Sbatté le ciglia sugli occhi torbidi, liquidi di sonno. Da una zona indistinguibile della camera si sparse il brusio acconciato da un paio di voci.

Allungò il braccio verso sinistra, imbattendosi in nient'altro che la frescura delle lenzuola deserte.

Justin non era al suo canto.

Pochi attimi più tardi, la porta fu svincolata dalla serratura e nell'ambiente trapelò una coda di luce fredda che scomparve quasi all'istante.

Si udì il tonfo di due scarpe scagliate contro il pavimento. Una metà del materasso si appesantì, deformata da una nuova presenza.

Le narici rilevarono un profumo mielato, mite, però ricco.

Si sentiva odore di lavanda.

«Lou?» rischiò mediante una voce rauca, fievole.

«Sono io» confermò quello, coricandosi su un fianco.

Non aggiunse nulla, non una parola, e neppure si cimentò in una manovra di riconciliazione.

Harry si avventurò a cercarlo, districandosi nel buio massiccio da cui era sommerso. Rasentò una sua spalla. Louis non si mosse.

«Non era in programma che James venisse a trovarmi... è stata solo una coincidenza» si giustificò, benché l'altro non avesse richiesto nessuna spiegazione.

«Va bene» si limitò a rispondere con tono frettoloso.

«Sei arrabbiato con me?»

«Sì» non esitò ad ammettere il ragazzo.

«Perché sei tornato allora?»

«Perché ti amo, razza di idiota» sbottò il marito, contorcendosi sul posto. «E poi perché Niall russa come un fottuto trattore. Accidenti a lui, non ho chiuso occhio».

Malgrado la criticità della situazione, Harry non poté eludere una risata.

Lo amava proprio tanto, tantissimo. Ammirava quella sua capacità di sfoderare umorismo a dispetto del proprio umore nero, e si sentiva uno stupido per averglielo rinfacciato, qualche ora prima.

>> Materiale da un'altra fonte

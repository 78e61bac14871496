use super::page_title;
use crate::model::{ElementKind, Issue, IssueKind};
use lumen_scanner::{Document, Element};
use url::Url;

/// Lazy-loading attributes, checked before `src`.
const LAZY_SOURCE_ATTRIBUTES: [&str; 3] = ["data-src", "data-lazy-src", "data-original"];

pub fn check_image_alt(url: &str, document: &Document) -> Vec<Issue> {
    let title = page_title(document);

    document
        .elements_by_tag("img")
        .filter(|img| img.attribute("alt").is_none_or(|alt| alt.trim().is_empty()))
        .map(|img| {
            let issue = Issue::new(IssueKind::ImageAltMissing, ElementKind::Image, url, &title)
                .with_snippet(img.outer_html())
                .with_description("Image missing alt text");
            match preview_source(&img, url) {
                Some(src) => issue.with_extra("preview_src", src),
                None => issue,
            }
        })
        .collect()
}

/// Best-effort absolute URL of the image, for report previews.
pub fn preview_source(img: &Element<'_>, page_url: &str) -> Option<String> {
    let srcset_first = img.attribute("data-srcset").and_then(|srcset| {
        srcset
            .split(',')
            .next()
            .and_then(|candidate| candidate.split_whitespace().next())
    });

    let candidate = LAZY_SOURCE_ATTRIBUTES
        .iter()
        .map(|name| img.attribute(name))
        .chain([srcset_first, img.attribute("src")])
        .flatten()
        .map(str::trim)
        .find(|src| !src.is_empty() && !src.to_ascii_lowercase().starts_with("data:"))?;

    let resolved = Url::parse(page_url).ok()?.join(candidate).ok()?;
    Some(resolved.to_string())
}
use super::page_title;
use crate::model::{ElementKind, Issue, IssueKind};
use lumen_scanner::Document;

/// Anchors without a usable `href` (absent or blank) or without visible text.
pub fn check_links(url: &str, document: &Document) -> Vec<Issue> {
    let title = page_title(document);

    document
        .elements_by_tag("a")
        .filter(|a| {
            a.attribute("href").is_none_or(|href| href.trim().is_empty()) || !a.has_visible_text()
        })
        .map(|a| {
            Issue::new(IssueKind::LinkIncomplete, ElementKind::Link, url, &title)
                .with_snippet(a.outer_html())
                .with_description("Link missing href or text")
        })
        .collect()
}
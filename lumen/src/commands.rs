use crate::CLAP_STYLING;
use clap::{Arg, ArgGroup, arg, command};
use lumen_core::config::DEFAULT_REPORTS_DIR;
use std::net::SocketAddr;
use std::path::PathBuf;
use url::Url;

fn settings_args() -> [Arg; 4] {
    [
        arg!(--"reports-dir" <PATH>)
            .required(false)
            .help("Directory where exported reports are written")
            .default_value(DEFAULT_REPORTS_DIR),
        arg!(--"timeout" <SECONDS>)
            .required(false)
            .help("Per-page fetch timeout in seconds")
            .value_parser(clap::value_parser!(u64))
            .default_value("5"),
        arg!(--"delay" <MILLISECONDS>)
            .required(false)
            .help("Pause between two page fetches")
            .value_parser(clap::value_parser!(u64))
            .default_value("100"),
        arg!(--"structure" "Also check ARIA roles, <h1> count, iframe titles and the page lang")
            .required(false),
    ]
}

pub(crate) fn command_argument_builder() -> clap::Command {
    clap::Command::new("lumen")
        .version(env!("CARGO_PKG_VERSION"))
        .bin_name("lumen")
        .styles(CLAP_STYLING)
        .arg(arg!(-q --"quiet" "Suppress banner and non-essential output").required(false))
        .subcommand_required(false)
        .subcommand(
            command!("serve")
                .about("Runs the HTTP API used by the web front end")
                .arg(
                    arg!(-b --"bind" <ADDR>)
                        .required(false)
                        .help("Address to listen on")
                        .value_parser(clap::value_parser!(SocketAddr))
                        .default_value("127.0.0.1:8000"),
                )
                .args(settings_args()),
        )
        .subcommand(
            command!("scan")
                .about(
                    "Crawl a site (or a list of sites) and audit every page for accessibility \
                issues. Writes a report when done.",
                )
                .arg(
                    arg!(-u --"url" <URL>)
                        .required(false)
                        .help("The URL to scan")
                        .value_parser(clap::value_parser!(Url))
                        .conflicts_with("hosts-file"),
                )
                .arg(
                    arg!(-H --"hosts-file" <PATH>)
                        .required(false)
                        .help("Path to a newline-delimited file of URLs to scan")
                        .value_parser(clap::value_parser!(PathBuf))
                        .conflicts_with("url"),
                )
                .group(
                    ArgGroup::new("target")
                        .args(["url", "hosts-file"])
                        .required(true),
                )
                .arg(
                    arg!(-e --"exclude" <GLOB>)
                        .required(false)
                        .help("Skip pages whose path matches this glob (repeatable)")
                        .action(clap::ArgAction::Append),
                )
                .arg(
                    arg!(--"max-depth" <DEPTH>)
                        .required(false)
                        .help("How many links deep to follow from the start page")
                        .value_parser(clap::value_parser!(usize))
                        .default_value("2"),
                )
                .arg(
                    arg!(--"single-page")
                        .required(false)
                        .help("Only audit the entered URL")
                        .action(clap::ArgAction::SetTrue),
                )
                .arg(
                    arg!(--"max-pages" <COUNT>)
                        .required(false)
                        .help("Stop queueing new pages after this many")
                        .value_parser(clap::value_parser!(usize)),
                )
                .arg(
                    arg!(-f --"format" <FORMAT>)
                        .required(false)
                        .help("Report format: csv, html, json")
                        .value_parser(["csv", "html", "json"])
                        .default_value("csv"),
                )
                .arg(
                    arg!(-o --"output" <PATH>)
                        .required(false)
                        .help("Write the report here instead of the reports directory")
                        .value_parser(clap::value_parser!(PathBuf)),
                )
                .args(settings_args()),
        )
}
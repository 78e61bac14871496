use crate::model::{Issue, IssueKind};
use std::collections::HashSet;

/// Drops every issue whose `(kind, snippet)` was already seen, keeping the
/// first occurrence and the original order.
///
/// Pages built from one template repeat the same markup, so a defect in the
/// template collapses into a single entry. The URL is not part of the key.
pub fn dedupe(issues: Vec<Issue>) -> Vec<Issue> {
    let mut seen: HashSet<(IssueKind, String)> = HashSet::with_capacity(issues.len());
    issues
        .into_iter()
        .filter(|issue| seen.insert((issue.kind, issue.snippet.clone())))
        .collect()
}
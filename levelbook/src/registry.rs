//! Order-to-book routing and per-order state
//!
//! The registry is the single owner of every live order record and every
//! book. Books are created lazily on the first order for an instrument and
//! live as long as the registry. Order records are the authoritative source
//! of "what quantity at what price this order contributes"; the books only
//! hold aggregates.

use ahash::{AHashMap, RandomState};
use common::{Px, Qty};
use serde::{Deserialize, Serialize};
use std::collections::hash_map::Entry;
use std::hash::BuildHasher;
use tracing::warn;

use crate::book::{BookConfig, PriceLevelBook};
use crate::errors::BookError;
use crate::ladder::Side;

/// A single resting order's identifiers and terms.
#[derive(Debug, Clone, PartialEq, Eq, Serialize, Deserialize)]
pub struct Order {
    /// Caller-assigned id, unique among live orders.
    pub id: u64,
    /// Which side of the book the order rests on.
    pub side: Side,
    /// Limit price.
    pub price: Px,
    /// Resting quantity.
    pub quantity: Qty,
    /// Instrument the order belongs to.
    pub symbol: String,
}

/// Top-level manager: order-id map plus instrument-keyed books.
///
/// Every operation is synchronous and total: it runs to completion on the
/// caller's thread and reports failure through [`BookError`] instead of
/// panicking. Nothing here retries; a failed call leaves no partial state.
#[derive(Debug, Default)]
pub struct OrderRegistry {
    orders: AHashMap<u64, Order>,
    books: AHashMap<u64, PriceLevelBook>,
    // Instrument-to-book-key derivation. Seeded per registry, so equal
    // symbols always resolve to the same book for this registry's lifetime.
    book_keys: RandomState,
    config: BookConfig,
}

impl OrderRegistry {
    /// Create an empty registry with unbounded books.
    #[must_use]
    pub fn new() -> Self {
        Self::default()
    }

    /// Create an empty registry whose lazily created books use `config`.
    #[must_use]
    pub fn with_config(config: BookConfig) -> Self {
        Self {
            config,
            ..Self::default()
        }
    }

    fn book_key(&self, symbol: &str) -> u64 {
        self.book_keys.hash_one(symbol)
    }

    /// Track a new order and fold it into its instrument's book.
    ///
    /// The book is created lazily for a first-seen instrument, and neither
    /// the book nor the order record is committed unless the book accepts the
    /// order's terms.
    pub fn add_order(&mut self, order: Order) -> Result<(), BookError> {
        if self.orders.contains_key(&order.id) {
            warn!(id = order.id, "duplicate order id");
            return Err(BookError::DuplicateOrder { id: order.id });
        }
        let key = self.book_key(&order.symbol);
        match self.books.entry(key) {
            Entry::Occupied(mut entry) => {
                entry.get_mut().add(order.side, order.price, order.quantity)?;
            }
            Entry::Vacant(entry) => {
                let mut book = PriceLevelBook::with_config(order.symbol.clone(), self.config);
                book.add(order.side, order.price, order.quantity)?;
                entry.insert(book);
            }
        }
        self.orders.insert(order.id, order);
        Ok(())
    }

    /// Remove a live order, shrinking or deleting its level.
    ///
    /// The record is erased only after the book accepts the removal; the
    /// removed order is returned to the caller.
    pub fn remove_order(&mut self, order_id: u64) -> Result<Order, BookError> {
        let Some(order) = self.orders.get(&order_id) else {
            warn!(id = order_id, "remove targeted an unknown order");
            return Err(BookError::OrderNotFound { id: order_id });
        };
        let key = self.book_key(&order.symbol);
        let Some(book) = self.books.get_mut(&key) else {
            return Err(BookError::BookNotFound {
                symbol: order.symbol.clone(),
            });
        };
        book.remove(order.side, order.price, order.quantity)?;
        let removed = self.orders.remove(&order_id);
        debug_assert!(removed.is_some());
        removed.ok_or(BookError::OrderNotFound { id: order_id })
    }

    /// Change a live order's quantity in place; price and side never change.
    ///
    /// The level's new quantity is computed here as
    /// `current level quantity - old order quantity + new quantity`, so other
    /// orders resting at the same price are unaffected. The order record
    /// keeps the new quantity on success, which is what keeps later removes
    /// drift-free.
    pub fn replace_order(&mut self, order_id: u64, quantity: Qty) -> Result<(), BookError> {
        let Some(order) = self.orders.get(&order_id) else {
            warn!(id = order_id, "replace targeted an unknown order");
            return Err(BookError::OrderNotFound { id: order_id });
        };
        let key = self.book_key(&order.symbol);
        let Some(book) = self.books.get_mut(&key) else {
            return Err(BookError::BookNotFound {
                symbol: order.symbol.clone(),
            });
        };
        let level_quantity = book.level_quantity(order.side, order.price);
        let new_level_quantity = level_quantity.sub(order.quantity).add(quantity);
        book.replace(order.side, order.price, new_level_quantity)?;
        if let Some(order) = self.orders.get_mut(&order_id) {
            order.quantity = quantity;
        }
        Ok(())
    }

    /// Price at `index` levels from the best on `side` of `symbol`'s book.
    pub fn price_at_level(&self, side: Side, index: usize, symbol: &str) -> Result<Px, BookError> {
        self.book(symbol)
            .ok_or_else(|| BookError::BookNotFound {
                symbol: symbol.to_owned(),
            })?
            .level_at(side, index)
            .map(|level| level.price)
    }

    /// Quantity at `index` levels from the best on `side` of `symbol`'s book.
    pub fn quantity_at_level(
        &self,
        side: Side,
        index: usize,
        symbol: &str,
    ) -> Result<Qty, BookError> {
        self.book(symbol)
            .ok_or_else(|| BookError::BookNotFound {
                symbol: symbol.to_owned(),
            })?
            .level_at(side, index)
            .map(|level| level.quantity)
    }

    /// Borrow the book for `symbol`, if one has been created. The borrow is
    /// scoped to the call; snapshots are the way to retain state.
    #[must_use]
    pub fn book(&self, symbol: &str) -> Option<&PriceLevelBook> {
        self.books.get(&self.book_key(symbol))
    }

    /// Borrow a live order record.
    #[must_use]
    pub fn order(&self, order_id: u64) -> Option<&Order> {
        self.orders.get(&order_id)
    }

    /// True when `order_id` is tracked.
    #[must_use]
    pub fn order_exists(&self, order_id: u64) -> bool {
        self.orders.contains_key(&order_id)
    }

    /// True when a book exists for `symbol`.
    #[must_use]
    pub fn book_exists(&self, symbol: &str) -> bool {
        self.books.contains_key(&self.book_key(symbol))
    }

    /// Number of live orders across all books.
    #[must_use]
    pub fn order_count(&self) -> usize {
        self.orders.len()
    }

    /// Number of books created so far.
    #[must_use]
    pub fn book_count(&self) -> usize {
        self.books.len()
    }

    /// Iterate live orders resting at `price` on `side` of `symbol`. Useful
    /// for audits that reconcile level aggregates against order records.
    pub fn orders_at(
        &self,
        side: Side,
        price: Px,
        symbol: &str,
    ) -> impl Iterator<Item = &Order> {
        self.orders
            .values()
            .filter(move |o| o.side == side && o.price == price && o.symbol == symbol)
    }
}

Certe volte lasciava che la frustrazione prendesse il sopravvento. Non ne andava fiero, ma non sapeva come contrastare l'impulso di arrendersi alla futilità della propria sorte.

«Lou, mi dispiace» sussurrò, traslocando con i polpastrelli avanti e indietro sul suo bicipite.

Non fu immediato ricavare un'interazione. Louis si prese del tempo, come se avesse bisogno di riflettere.

E la domanda che scelse di porgli, alla fine, per Harry fu rovinosa quanto una pugnalata al petto: «Ti scoccia che io parli di Jaime?»

«No!» si affrettò a giurare. «No Louis, ti prego, non pensare a nulla del genere».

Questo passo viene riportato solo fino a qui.